__What this task involves__. Pull every line of the entries that has the word "async".

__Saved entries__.
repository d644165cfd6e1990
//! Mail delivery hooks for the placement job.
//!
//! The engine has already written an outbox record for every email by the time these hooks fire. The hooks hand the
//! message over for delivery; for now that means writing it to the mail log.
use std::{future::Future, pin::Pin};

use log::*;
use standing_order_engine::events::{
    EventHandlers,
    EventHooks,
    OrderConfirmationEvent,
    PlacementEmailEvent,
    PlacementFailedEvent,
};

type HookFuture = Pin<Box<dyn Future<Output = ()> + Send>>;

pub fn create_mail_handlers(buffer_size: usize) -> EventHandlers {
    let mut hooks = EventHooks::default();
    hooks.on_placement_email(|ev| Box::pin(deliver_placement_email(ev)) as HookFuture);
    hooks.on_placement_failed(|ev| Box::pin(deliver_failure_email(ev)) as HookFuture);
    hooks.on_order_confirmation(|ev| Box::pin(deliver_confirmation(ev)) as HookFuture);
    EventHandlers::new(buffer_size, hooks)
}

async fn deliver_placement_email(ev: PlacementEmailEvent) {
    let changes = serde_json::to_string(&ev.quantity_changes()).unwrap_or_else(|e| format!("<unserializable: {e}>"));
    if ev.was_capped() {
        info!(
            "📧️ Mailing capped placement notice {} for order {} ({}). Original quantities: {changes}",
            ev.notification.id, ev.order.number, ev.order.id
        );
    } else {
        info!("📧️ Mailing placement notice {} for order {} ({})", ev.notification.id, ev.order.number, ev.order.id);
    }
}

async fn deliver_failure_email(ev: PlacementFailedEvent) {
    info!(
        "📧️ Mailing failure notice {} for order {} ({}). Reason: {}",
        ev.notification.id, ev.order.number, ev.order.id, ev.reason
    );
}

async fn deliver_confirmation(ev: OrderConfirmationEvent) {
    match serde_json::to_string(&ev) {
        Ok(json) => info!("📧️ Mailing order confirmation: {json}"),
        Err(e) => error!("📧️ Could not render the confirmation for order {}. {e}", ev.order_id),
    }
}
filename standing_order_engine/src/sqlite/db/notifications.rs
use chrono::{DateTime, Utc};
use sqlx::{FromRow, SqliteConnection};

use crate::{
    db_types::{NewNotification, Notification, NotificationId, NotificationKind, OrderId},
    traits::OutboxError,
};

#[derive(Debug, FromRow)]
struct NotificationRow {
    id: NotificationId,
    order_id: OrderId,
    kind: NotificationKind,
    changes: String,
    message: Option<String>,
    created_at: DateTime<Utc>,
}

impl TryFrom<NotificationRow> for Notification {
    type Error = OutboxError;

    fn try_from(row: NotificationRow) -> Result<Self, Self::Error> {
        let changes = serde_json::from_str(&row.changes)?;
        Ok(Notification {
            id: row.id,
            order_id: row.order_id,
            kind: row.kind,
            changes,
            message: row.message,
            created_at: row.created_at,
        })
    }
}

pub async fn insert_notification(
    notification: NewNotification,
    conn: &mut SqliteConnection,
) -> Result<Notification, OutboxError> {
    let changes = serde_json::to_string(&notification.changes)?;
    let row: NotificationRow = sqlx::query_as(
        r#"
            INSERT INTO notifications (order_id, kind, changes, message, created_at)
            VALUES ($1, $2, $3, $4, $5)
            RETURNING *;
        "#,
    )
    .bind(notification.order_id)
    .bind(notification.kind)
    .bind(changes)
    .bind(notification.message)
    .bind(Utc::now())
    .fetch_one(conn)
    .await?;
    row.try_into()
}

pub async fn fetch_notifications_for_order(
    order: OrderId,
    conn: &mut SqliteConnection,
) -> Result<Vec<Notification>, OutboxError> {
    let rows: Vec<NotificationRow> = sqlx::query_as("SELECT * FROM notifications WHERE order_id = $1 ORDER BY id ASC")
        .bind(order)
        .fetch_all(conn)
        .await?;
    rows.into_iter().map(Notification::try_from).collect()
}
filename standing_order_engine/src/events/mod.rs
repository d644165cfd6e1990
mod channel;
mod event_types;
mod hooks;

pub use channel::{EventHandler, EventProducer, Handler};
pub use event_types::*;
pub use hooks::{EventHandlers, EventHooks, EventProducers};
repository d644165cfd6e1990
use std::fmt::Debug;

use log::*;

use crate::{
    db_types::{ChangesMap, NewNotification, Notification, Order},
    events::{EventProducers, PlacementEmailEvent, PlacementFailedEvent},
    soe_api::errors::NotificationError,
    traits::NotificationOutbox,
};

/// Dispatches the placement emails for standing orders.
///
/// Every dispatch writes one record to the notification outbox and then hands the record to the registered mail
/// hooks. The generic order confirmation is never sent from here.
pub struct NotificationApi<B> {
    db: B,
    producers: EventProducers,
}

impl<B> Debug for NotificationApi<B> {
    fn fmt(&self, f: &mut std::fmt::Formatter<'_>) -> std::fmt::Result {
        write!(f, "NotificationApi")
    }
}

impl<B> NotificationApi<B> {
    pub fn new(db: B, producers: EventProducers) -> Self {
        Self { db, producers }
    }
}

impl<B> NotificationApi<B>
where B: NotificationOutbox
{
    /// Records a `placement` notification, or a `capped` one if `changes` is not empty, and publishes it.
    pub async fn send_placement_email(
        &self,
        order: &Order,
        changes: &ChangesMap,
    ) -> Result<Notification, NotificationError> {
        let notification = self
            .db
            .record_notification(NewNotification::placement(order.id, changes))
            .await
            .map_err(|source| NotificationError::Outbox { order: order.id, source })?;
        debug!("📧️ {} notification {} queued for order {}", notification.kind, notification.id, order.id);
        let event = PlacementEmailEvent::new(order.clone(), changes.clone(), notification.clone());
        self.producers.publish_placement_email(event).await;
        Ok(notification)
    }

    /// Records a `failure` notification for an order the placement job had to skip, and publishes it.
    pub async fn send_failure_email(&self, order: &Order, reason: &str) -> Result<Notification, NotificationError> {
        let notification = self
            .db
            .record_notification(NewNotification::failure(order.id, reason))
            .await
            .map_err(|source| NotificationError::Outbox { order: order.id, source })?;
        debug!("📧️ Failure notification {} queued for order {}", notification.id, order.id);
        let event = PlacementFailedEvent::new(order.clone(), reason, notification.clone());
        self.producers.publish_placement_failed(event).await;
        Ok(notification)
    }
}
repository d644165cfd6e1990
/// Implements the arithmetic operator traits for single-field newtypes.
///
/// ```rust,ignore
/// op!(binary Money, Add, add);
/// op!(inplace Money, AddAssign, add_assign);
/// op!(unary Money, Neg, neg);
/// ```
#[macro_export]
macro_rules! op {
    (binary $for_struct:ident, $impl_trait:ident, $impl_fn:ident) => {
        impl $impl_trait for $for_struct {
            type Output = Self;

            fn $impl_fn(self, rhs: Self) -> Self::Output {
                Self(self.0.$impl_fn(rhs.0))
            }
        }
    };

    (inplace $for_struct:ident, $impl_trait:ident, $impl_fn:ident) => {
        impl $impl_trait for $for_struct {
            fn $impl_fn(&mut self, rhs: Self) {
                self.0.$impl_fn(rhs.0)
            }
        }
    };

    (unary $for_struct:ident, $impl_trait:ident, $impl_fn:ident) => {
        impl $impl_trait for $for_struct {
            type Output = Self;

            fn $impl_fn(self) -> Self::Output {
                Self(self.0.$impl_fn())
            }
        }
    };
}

__Solution__.
async fn deliver_placement_email(ev: PlacementEmailEvent) {
async fn deliver_failure_email(ev: PlacementFailedEvent) {
async fn deliver_confirmation(ev: OrderConfirmationEvent) {
pub async fn insert_notification(
pub async fn fetch_notifications_for_order(
    pub async fn send_placement_email(
    pub async fn send_failure_email(&self, order: &Order, reason: &str) -> Result<Notification, NotificationError> {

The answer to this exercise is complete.